I recently had a conversation with a student who suffers from an anxiety disorder. He becomes agitated and upset, he told me, when he answers questions that aren’t as well-articulated or on-target as he would like. He over-thinks the questions and, as a result, is dissatisfied with his responses. He finds himself obsessively comparing his answers with those of other students in the class, and concluding that he has fallen short.
The conversation brought back my own experience in graduate school years ago. At the university I attended, taking a seminar was a blood sport, albeit one with a highly civilized veneer. Everyone was superficially congenial, while struggling to stand out, to gain the approval (a nod, a follow-up statement, a word of praise) from the professor. By virtue of this verbal competition, it soon became clear who the “smart” students were and who were the “duds.”
Later, I realized that these distinctions were bogus. There were students who were less articulate and less quick at seminar discourse. But they were not necessarily less smart—indeed, in some cases, their thinking was more original. One of the “duds” in my graduate seminar went on to become a successful novelist, while another, who was glib in the classroom, never finished his dissertation and dropped out of sight.

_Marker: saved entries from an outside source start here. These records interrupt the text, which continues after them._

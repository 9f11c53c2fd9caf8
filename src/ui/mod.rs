//! UI building blocks
//!
//! - map.rs: the pannable/zoomable map canvas with markers
//! - popup.rs: per-location popup payload and rendering
//! - panel.rs: filter sidebar and the derived creature list

pub mod map;
pub mod panel;
pub mod popup;
//! Sprite lookup and placeholder rendering
//!
//! Sprites are cosmetic: a missing or undecodable file is never an error,
//! the row just gets a generated placeholder tile instead. Lookup is tiered:
//!
//! 1. exact `<creature_id>.png` in the sprites directory
//! 2. any image file whose stem matches the creature id (walkdir scan)
//! 3. a flat placeholder tile colored from the dex number

use std::collections::HashMap;
use std::path::{Path, PathBuf};

use iced::widget::image::Handle;
use walkdir::WalkDir;

/// Edge length of sprite tiles (square).
pub const SPRITE_SIZE: u32 = 48;

/// Image extensions the scan accepts.
const SPRITE_EXTENSIONS: [&str; 4] = ["png", "jpg", "jpeg", "gif"];

/// In-memory sprite cache keyed by creature id.
pub struct SpriteCache {
    /// creature id → sprite file found by the startup scan.
    index: HashMap<String, PathBuf>,
    /// Decoded handles, including placeholders.
    handles: HashMap<String, Handle>,
}

impl SpriteCache {
    /// Scan a sprites directory once. A missing directory yields an empty
    /// index; every lookup then falls through to placeholders.
    pub fn scan(sprites_dir: &Path) -> Self {
        let mut index = HashMap::new();

        for entry in WalkDir::new(sprites_dir)
            .follow_links(true)
            .into_iter()
            .filter_map(|e| e.ok())
        {
            let path = entry.path();
            if !path.is_file() {
                continue;
            }
            let Some(extension) = path.extension() else {
                continue;
            };
            let ext = extension.to_string_lossy().to_lowercase();
            if !SPRITE_EXTENSIONS.contains(&ext.as_str()) {
                continue;
            }
            if let Some(stem) = path.file_stem() {
                index
                    .entry(stem.to_string_lossy().to_string())
                    .or_insert_with(|| path.to_path_buf());
            }
        }

        if !index.is_empty() {
            println!("🖼️  Indexed {} sprites in {}", index.len(), sprites_dir.display());
        }

        SpriteCache {
            index,
            handles: HashMap::new(),
        }
    }

    /// Get the sprite handle for a creature, decoding on first use and
    /// falling back to a placeholder tile.
    pub fn handle(&mut self, creature_id: &str, regional_dex: u32) -> Handle {
        if let Some(handle) = self.handles.get(creature_id) {
            return handle.clone();
        }

        let handle = self
            .index
            .get(creature_id)
            .and_then(|path| decode_sprite(path))
            .unwrap_or_else(|| placeholder_handle(regional_dex));

        self.handles.insert(creature_id.to_string(), handle.clone());
        handle
    }

    /// Whether a real sprite file (not a placeholder) is known for this id.
    pub fn has_sprite(&self, creature_id: &str) -> bool {
        self.index.contains_key(creature_id)
    }
}

/// Decode a sprite file into an iced handle. Failure is cosmetic.
fn decode_sprite(path: &Path) -> Option<Handle> {
    match image::open(path) {
        Ok(img) => {
            let rgba = img
                .resize(SPRITE_SIZE, SPRITE_SIZE, image::imageops::FilterType::Nearest)
                .to_rgba8();
            let (width, height) = rgba.dimensions();
            Some(Handle::from_rgba(width, height, rgba.into_raw()))
        }
        Err(e) => {
            eprintln!("⚠️  Failed to decode sprite {}: {}", path.display(), e);
            None
        }
    }
}

/// Build the flat placeholder tile for a dex number.
fn placeholder_handle(regional_dex: u32) -> Handle {
    let pixels = placeholder_pixels(regional_dex);
    Handle::from_rgba(SPRITE_SIZE, SPRITE_SIZE, pixels)
}

/// Flat RGBA tile with a color cycled from the dex number, so neighboring
/// dex entries stay visually distinct.
fn placeholder_pixels(regional_dex: u32) -> Vec<u8> {
    let hue = (regional_dex * 47) % 360;
    let (r, g, b) = hue_to_rgb(hue);

    let mut pixels = Vec::with_capacity((SPRITE_SIZE * SPRITE_SIZE * 4) as usize);
    for _ in 0..(SPRITE_SIZE * SPRITE_SIZE) {
        pixels.extend_from_slice(&[r, g, b, 255]);
    }
    pixels
}

/// Muted hue → RGB, fixed saturation and value.
fn hue_to_rgb(hue: u32) -> (u8, u8, u8) {
    let h = hue as f32 / 60.0;
    let c = 0.45_f32;
    let x = c * (1.0 - (h % 2.0 - 1.0).abs());
    let m = 0.35_f32;

    let (r, g, b) = match h as u32 {
        0 => (c, x, 0.0),
        1 => (x, c, 0.0),
        2 => (0.0, c, x),
        3 => (0.0, x, c),
        4 => (x, 0.0, c),
        _ => (c, 0.0, x),
    };

    (
        ((r + m) * 255.0) as u8,
        ((g + m) * 255.0) as u8,
        ((b + m) * 255.0) as u8,
    )
}

#[cfg(test)]
mod tests {
    use super::*;

    #[test]
    fn test_missing_directory_yields_empty_index() {
        let cache = SpriteCache::scan(Path::new("/nonexistent/sprites"));
        assert!(!cache.has_sprite("pidgey"));
    }

    #[test]
    fn test_placeholder_never_fails() {
        let mut cache = SpriteCache::scan(Path::new("/nonexistent/sprites"));
        // No sprite on disk: we still get a handle (the placeholder).
        let _ = cache.handle("pidgey", 16);
        let _ = cache.handle("mewtwo", 150);
    }

    #[test]
    fn test_placeholder_tile_shape() {
        let pixels = placeholder_pixels(25);
        assert_eq!(pixels.len(), (SPRITE_SIZE * SPRITE_SIZE * 4) as usize);
        // Flat tile: every pixel identical.
        assert!(pixels.chunks(4).all(|px| px == &pixels[0..4]));
    }

    #[test]
    fn test_placeholders_vary_with_dex_number() {
        assert_ne!(placeholder_pixels(1)[0..3], placeholder_pixels(2)[0..3]);
    }
}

I tried to explain this lesson to my anxious, perfectionist student: being smart on demand should not concern him so much. Being highly articulate has its advantages, but these can become detriments by keeping the speaker from wrestling with ideas that are hard to express in a classroom setting. There is pleasure to be had in expressing one’s ideas in a group, but once the joy of engagement becomes a competition, it’s time to opt out of the game.